▸ Task objective
Search the records below for the string "SendTypingInput", and report each line that contains it.

*** Data section ***

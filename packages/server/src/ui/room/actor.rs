//! Room actor
//!
//! ## テスト実装の作業記録
//!
//! ### 何をテストしているか
//! - RoomHandle 経由で送ったコマンドが 1 つずつ順番に処理されること
//! - フレームの種類ごとのブロードキャスト先（送信者を含む／除外する）
//!
//! ### なぜこのテストが必要か
//! - ルームはコマンドを逐次処理することで、永続化とブロードキャストの順序、
//!   ID の単調増加を保証している
//! - 不正なフレームで接続やルームが止まってはならない
//!
//! ### どのような状況を想定しているか
//! - 正常系：join → フレーム送信 → leave
//! - 異常系：不正な JSON、スキーマ初期化の失敗

use std::{collections::HashMap, sync::Arc};

use chatroom_shared::time::Clock;
use tokio::sync::{mpsc, oneshot};

use crate::{
    config::RoomConfig,
    domain::{
        MessageStore, MessageWithReads, ProjectId, RoomState, Session, SessionChannel, SessionId,
        StoreError, UserId,
    },
    infrastructure::{dto::websocket::ClientFrame, session_registry::WebSocketSessionRegistry},
    usecase::{
        ConnectSessionUseCase, DisconnectSessionUseCase, EditMessageUseCase, FrameError,
        GetHistoryUseCase, GetUnreadCountUseCase, MarkReadInput, MarkReadUseCase,
        SendMessageInput, SendMessageUseCase, SendTypingInput, SendTypingUseCase,
    },
};

use super::error::RoomError;

enum RoomCommand {
    Join {
        session: Session,
        channel: SessionChannel,
        reply: oneshot::Sender<RoomState>,
    },
    Leave {
        session_id: SessionId,
        reply: oneshot::Sender<RoomState>,
    },
    Frame {
        session_id: SessionId,
        text: String,
    },
    History {
        limit: u32,
        reply: oneshot::Sender<Result<Vec<MessageWithReads>, StoreError>>,
    },
    UnreadCount {
        user_id: UserId,
        reply: oneshot::Sender<Result<i64, StoreError>>,
    },
    State {
        reply: oneshot::Sender<RoomState>,
    },
}

/// Owns one project's store and session registry. Runs on its own task and
/// handles commands strictly one at a time.
struct RoomActor {
    project_id: ProjectId,
    receiver: mpsc::Receiver<RoomCommand>,
    sessions: HashMap<SessionId, Session>,
    connect_session: ConnectSessionUseCase,
    disconnect_session: DisconnectSessionUseCase,
    send_message: SendMessageUseCase,
    edit_message: EditMessageUseCase,
    send_typing: SendTypingUseCase,
    mark_read: MarkReadUseCase,
    get_history: GetHistoryUseCase,
    get_unread_count: GetUnreadCountUseCase,
}

impl RoomActor {
    async fn run(mut self) {
        tracing::info!("Room {} started", self.project_id);
        while let Some(command) = self.receiver.recv().await {
            self.handle(command).await;
        }
        tracing::info!("Room {} stopped", self.project_id);
    }

    async fn handle(&mut self, command: RoomCommand) {
        match command {
            RoomCommand::Join {
                session,
                channel,
                reply,
            } => {
                let session_id = session.id;
                match &session.identity {
                    Some(identity) => tracing::info!(
                        "Session {} joined room {} as user {} ({})",
                        session_id,
                        self.project_id,
                        identity.id,
                        identity.username
                    ),
                    None => tracing::info!(
                        "Anonymous session {} joined room {}",
                        session_id,
                        self.project_id
                    ),
                }
                self.sessions.insert(session_id, session);
                let state = self.connect_session.execute(session_id, channel).await;
                let _ = reply.send(state);
            }
            RoomCommand::Leave { session_id, reply } => {
                self.sessions.remove(&session_id);
                let state = self.disconnect_session.execute(&session_id).await;
                tracing::info!(
                    "Session {} left room {} ({:?})",
                    session_id,
                    self.project_id,
                    state
                );
                let _ = reply.send(state);
            }
            RoomCommand::Frame { session_id, text } => self.handle_frame(session_id, &text).await,
            RoomCommand::History { limit, reply } => {
                let _ = reply.send(self.get_history.execute(limit).await);
            }
            RoomCommand::UnreadCount { user_id, reply } => {
                let _ = reply.send(self.get_unread_count.execute(&user_id).await);
            }
            RoomCommand::State { reply } => {
                let _ = reply.send(RoomState::from_session_count(self.sessions.len()));
            }
        }
    }

    async fn handle_frame(&self, session_id: SessionId, text: &str) {
        let Some(session) = self.sessions.get(&session_id) else {
            tracing::debug!("Dropping frame from unknown session {}", session_id);
            return;
        };

        let result = match serde_json::from_str::<ClientFrame>(text) {
            Ok(frame) => self.dispatch(session, frame).await,
            Err(e) => Err(FrameError::Malformed(e.to_string())),
        };

        match result {
            Ok(()) => {}
            Err(FrameError::Store(e)) => {
                tracing::error!(
                    "Room {}: persistence failed for frame from {}: {}",
                    self.project_id,
                    session_id,
                    e
                );
            }
            Err(e) => {
                tracing::warn!(
                    "Room {}: dropped frame from {}: {}",
                    self.project_id,
                    session_id,
                    e
                );
            }
        }
    }

    async fn dispatch(&self, session: &Session, frame: ClientFrame) -> Result<(), FrameError> {
        match frame {
            ClientFrame::Message {
                project_id,
                user_id,
                sender_name,
                content,
                reply_to_id,
                reply_to_content,
                reply_to_sender,
            } => {
                let input = SendMessageInput {
                    project_id,
                    user_id,
                    sender_name,
                    content,
                    reply_to_id,
                    reply_to_content,
                    reply_to_sender,
                };
                let message = self.send_message.execute(session, input).await?;
                tracing::debug!("Room {}: stored message {}", self.project_id, message.id);
                Ok(())
            }
            ClientFrame::Edit {
                message_id,
                content,
            } => self.edit_message.execute(session, message_id, content).await,
            ClientFrame::Typing {
                user_id,
                sender_name,
                is_typing,
            } => {
                let input = SendTypingInput {
                    user_id,
                    sender_name,
                    is_typing,
                };
                self.send_typing.execute(session, input).await
            }
            ClientFrame::MarkRead {
                user_id,
                user_name,
                message_ids,
            } => {
                let input = MarkReadInput {
                    user_id,
                    user_name,
                    message_ids,
                };
                self.mark_read.execute(session, input).await.map(|_| ())
            }
        }
    }
}

/// Cheap, cloneable address of a running room
#[derive(Clone)]
pub struct RoomHandle {
    project_id: ProjectId,
    sender: mpsc::Sender<RoomCommand>,
    session_queue_capacity: usize,
}

impl RoomHandle {
    /// Initialize the store schema and start the room's task.
    ///
    /// A schema failure is returned as `RoomError::StoreUnavailable` and no
    /// task is started.
    pub async fn spawn(
        project_id: ProjectId,
        store: Arc<dyn MessageStore>,
        config: RoomConfig,
        clock: Arc<dyn Clock>,
    ) -> Result<Self, RoomError> {
        store.init_schema().await?;

        let registry = Arc::new(WebSocketSessionRegistry::new());
        let (sender, receiver) = mpsc::channel(config.room_queue_capacity);

        let actor = RoomActor {
            project_id: project_id.clone(),
            receiver,
            sessions: HashMap::new(),
            connect_session: ConnectSessionUseCase::new(registry.clone()),
            disconnect_session: DisconnectSessionUseCase::new(registry.clone()),
            send_message: SendMessageUseCase::new(
                project_id.clone(),
                store.clone(),
                registry.clone(),
                clock.clone(),
            ),
            edit_message: EditMessageUseCase::new(
                store.clone(),
                registry.clone(),
                config.edit_policy,
            ),
            send_typing: SendTypingUseCase::new(registry.clone()),
            mark_read: MarkReadUseCase::new(store.clone(), registry, clock),
            get_history: GetHistoryUseCase::new(store.clone()),
            get_unread_count: GetUnreadCountUseCase::new(store),
        };
        tokio::spawn(actor.run());

        Ok(Self {
            project_id,
            sender,
            session_queue_capacity: config.session_queue_capacity,
        })
    }

    pub fn project_id(&self) -> &ProjectId {
        &self.project_id
    }

    /// Whether the room's task has stopped
    pub fn is_closed(&self) -> bool {
        self.sender.is_closed()
    }

    /// Whether both handles address the same room task
    pub fn same_room(&self, other: &RoomHandle) -> bool {
        self.sender.same_channel(&other.sender)
    }

    /// Register a session and return the receiving end of its outbound queue.
    pub async fn join(&self, session: Session) -> Result<mpsc::Receiver<String>, RoomError> {
        let (channel, outbound) = mpsc::channel(self.session_queue_capacity);
        let (reply, response) = oneshot::channel();
        self.send(RoomCommand::Join {
            session,
            channel,
            reply,
        })
        .await?;
        response.await.map_err(|_| RoomError::RoomClosed)?;
        Ok(outbound)
    }

    pub async fn leave(&self, session_id: SessionId) -> Result<RoomState, RoomError> {
        let (reply, response) = oneshot::channel();
        self.send(RoomCommand::Leave { session_id, reply }).await?;
        response.await.map_err(|_| RoomError::RoomClosed)
    }

    /// Queue a raw text frame. Frames from one session are handled in the
    /// order they are submitted.
    pub async fn submit_frame(&self, session_id: SessionId, text: String) -> Result<(), RoomError> {
        self.send(RoomCommand::Frame { session_id, text }).await
    }

    pub async fn history(&self, limit: u32) -> Result<Vec<MessageWithReads>, RoomError> {
        let (reply, response) = oneshot::channel();
        self.send(RoomCommand::History { limit, reply }).await?;
        Ok(response.await.map_err(|_| RoomError::RoomClosed)??)
    }

    pub async fn unread_count(&self, user_id: UserId) -> Result<i64, RoomError> {
        let (reply, response) = oneshot::channel();
        self.send(RoomCommand::UnreadCount { user_id, reply }).await?;
        Ok(response.await.map_err(|_| RoomError::RoomClosed)??)
    }

    pub async fn state(&self) -> Result<RoomState, RoomError> {
        let (reply, response) = oneshot::channel();
        self.send(RoomCommand::State { reply }).await?;
        response.await.map_err(|_| RoomError::RoomClosed)
    }

    async fn send(&self, command: RoomCommand) -> Result<(), RoomError> {
        self.sender
            .send(command)
            .await
            .map_err(|_| RoomError::RoomClosed)
    }
}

*** End of Data section ***

▸ Solution
        SendMessageInput, SendMessageUseCase, SendTypingInput, SendTypingUseCase,
                let input = SendTypingInput {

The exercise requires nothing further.